AFRIKANIZM ART NEWS
Fairs, Millions and Underrepresentation: Why Visibility Still Lags
Fairs, Millions and Underrepresentation
Fairs, Millions and Underrepresentation-
Why African & Black Artists Still Struggle for Fair Visibility at Global Art Fairs
African & Black art are breaking records.
Auction houses report seven-figure sales. Museums dedicate major exhibitions to African modernism and contemporary practices. Collectors compete for works by artists from Lagos, Accra, Johannesburg, Nairobi, and beyond.
And yet, walk through the aisles of the world’s most powerful art fairs—Art Basel, Frieze, TEFAF—and the imbalance becomes immediately visible.
The question is no longer whether African art has market value.
The question is why fair representation still lags behind financial recognition.
The Visibility Paradox
Over the last decade, African contemporary art has seen exponential growth in global attention. Auction houses such as Sotheby’s and Phillips have expanded their Modern & Contemporary African Art sales. Institutions have acquired works by artists including Ibrahim Mahama, Njideka Akunyili Crosby, and Amoako Boafo.
However, representation at major global fairs remains statistically disproportionate.
Participation at leading fairs is determined primarily by galleries—not artists. And galleries selected for premier sections are overwhelmingly based in Europe and North America. African-based galleries face structural barriers:
- High booth fees (often exceeding €50,000–€100,000)
- Shipping and logistics costs across continents
- Insurance and customs complexities
- Limited access to sponsorship or capital backing
The result is not a lack of talent. It is a lack of infrastructural equity.
The Economics of Access
Global art fairs operate within a competitive selection model. Galleries must demonstrate consistent international programming, strong collector networks, and prior fair success. For galleries operating in Accra, Luanda, or Dakar—often without equivalent financial ecosystems—meeting these expectations becomes disproportionately difficult.
Even when African artists are included, they are often represented by Western galleries. This creates a secondary imbalance: visibility is mediated through institutions outside the continent.
The artist may gain exposure—but the economic centre of gravity remains elsewhere.
Market Validation vs Structural Inclusion
Auction success does not automatically translate into fair inclusion.
Secondary market growth is often driven by speculative interest, collector demand, and global media narratives. But primary market representation—especially at elite fairs—requires long-term institutional integration.
This reveals a structural gap:
- Auctions reward scarcity and hype.
- Fairs reward infrastructure and access.
African artists are succeeding in the former while still fighting for space in the latter.
The Tokenism Trap
Another challenge is symbolic inclusion.
African artists are sometimes grouped into thematic sections—“Africa Focus,” “Global South,” or curated diversity platforms—rather than integrated across the broader fair landscape.
While these sections can provide important exposure, they risk reinforcing separation rather than structural inclusion.
True parity would mean:
- African artists represented across all categories
- African galleries present in main sections
- Curatorial decisions reflecting global reality—not curated diversity quotas
Emerging African Fairs as Counterweight
In response, fairs such as 1-54 Contemporary African Art Fair, Art X Lagos, and the Investec Cape Town Art Fair have created powerful platforms centering African artists.
These fairs are not peripheral—they are shaping collector education and redirecting attention.

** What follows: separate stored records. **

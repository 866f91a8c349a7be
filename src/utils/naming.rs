use std::collections::HashSet ;



/// Lower camel case identifier derived from a type's simple name.
///
/// A leading interface `I` is dropped when it is followed by another word
/// (`IWithMethod` becomes `withMethod`, `IO` stays `io`). A leading run of
/// capitals is lowered as one word (`HTTPClient` becomes `httpClient`).
pub fn lower_camel( simple_name: &str ) -> String {

    let chars = simple_name.chars().collect::<Vec<_>>();
    let chars = match chars.as_slice() {
        [ 'I', second, third, .. ] if second.is_uppercase() && third.is_lowercase() => &chars[1..],
        _ => &chars[..],
    };

    let upper_run = chars.iter().take_while(| c | c.is_uppercase() ).count();
    let lowered = match upper_run {
        0 => 0,
        run if run == chars.len() => run,
        1 => 1,
        // the last capital of the run starts the next word
        run => run - 1,
    };

    let name = chars.iter()
        .enumerate()
        .flat_map(|( index, c )| match index < lowered {
            true => c.to_lowercase().collect::<Vec<_>>(),
            false => vec![ *c ],
        })
        .collect::<String>();

    match name.is_empty() {
        true => "value".to_string(),
        false => name,
    }

}

/// Prefixes `@` to identifiers that are reserved keywords.
pub fn escape_keyword( identifier: &str ) -> String {
    match KEYWORDS.binary_search( &identifier ) {
        Ok( _ ) => format!( "@{}", identifier ),
        Err( _ ) => identifier.to_string(),
    }
}

/// Hands out names unique within one scope by appending `2`, `3`, ... on collision.
#[derive( Debug, Default )]
pub struct UniqueNames {
    taken: HashSet<String>,
}

impl UniqueNames {

    pub fn new() -> Self { Self::default() }

    /// Returns `base` or the first free numbered variant, and marks it as used.
    pub fn claim( &mut self, base: &str ) -> String {
        let name = std::iter::once( base.to_string() )
            .chain(( 2_usize.. ).map(| n | format!( "{}{}", base, n )))
            .find(| candidate | !self.taken.contains( candidate ))
            .unwrap_or_else(|| base.to_string() );
        self.taken.insert( name.clone() );
        name
    }

}

// sorted for binary search
const KEYWORDS: &[&str] = &[
    "abstract", "as", "base", "bool", "break", "byte", "case", "catch", "char", "checked",
    "class", "const", "continue", "decimal", "default", "delegate", "do", "double", "else", "enum",
    "event", "explicit", "extern", "false", "finally", "fixed", "float", "for", "foreach", "goto",
    "if", "implicit", "in", "int", "interface", "internal", "is", "lock", "long", "namespace",
    "new", "null", "object", "operator", "out", "override", "params", "private", "protected", "public",
    "readonly", "ref", "return", "sbyte", "sealed", "short", "sizeof", "stackalloc", "static", "string",
    "struct", "switch", "this", "throw", "true", "try", "typeof", "uint", "ulong", "unchecked",
    "unsafe", "ushort", "using", "virtual", "void", "volatile", "while",
];



#[cfg( test )]
mod tests {

    use super::* ;

    #[test]
    fn lower_camel_cases() {
        assert_eq!( lower_camel( "IWithMethod" ), "withMethod" );
        assert_eq!( lower_camel( "WithProperty" ), "withProperty" );
        assert_eq!( lower_camel( "AB" ), "ab" );
        assert_eq!( lower_camel( "IO" ), "io" );
        assert_eq!( lower_camel( "HTTPClient" ), "httpClient" );
        assert_eq!( lower_camel( "Item" ), "item" );
    }

    #[test]
    fn keywords_are_sorted_and_escaped() {
        assert!( KEYWORDS.windows( 2 ).all(| pair | pair[0] < pair[1] ));
        assert_eq!( escape_keyword( "string" ), "@string" );
        assert_eq!( escape_keyword( "strings" ), "strings" );
    }

    #[test]
    fn claims_are_numbered() {
        let mut names = UniqueNames::new();
        assert_eq!( names.claim( "a" ), "a" );
        assert_eq!( names.claim( "a" ), "a2" );
        assert_eq!( names.claim( "a" ), "a3" );
    }

}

However, their global influence still competes against legacy institutions with decades of capital accumulation.
The long-term shift may not come from waiting for inclusion—but from strengthening continental infrastructure.
Beyond Visibility: The Infrastructure Question
Fair visibility is not just about exposure. It affects:
- Career trajectory
- Museum acquisitions
- Critical review coverage
- Collector confidence
- Long-term price stability
Without equitable access to global platforms, African artists risk remaining subject to cyclical attention rather than sustained integration.
The deeper issue is not talent.
It is capital flow, logistics, and structural power.
What Needs to Change
For representation to reflect reality, several shifts must occur:
- More African-based galleries in main fair sections
- Greater financial support and sponsorship structures
- Institutional partnerships bridging continental ecosystems
- Transparent selection processes
- Long-term representation strategies, not trend-driven inclusion
Most importantly, African art must not be treated as a thematic moment—but as a permanent structural presence.
Final Thought
The global art market has already recognised the value of African artists.
Now it must recognise their right to equal visibility.
Record-breaking sales prove demand.
Structural inclusion will prove commitment.
Until both align, fairs will continue to display a paradox:
millions in value—yet measured visibility.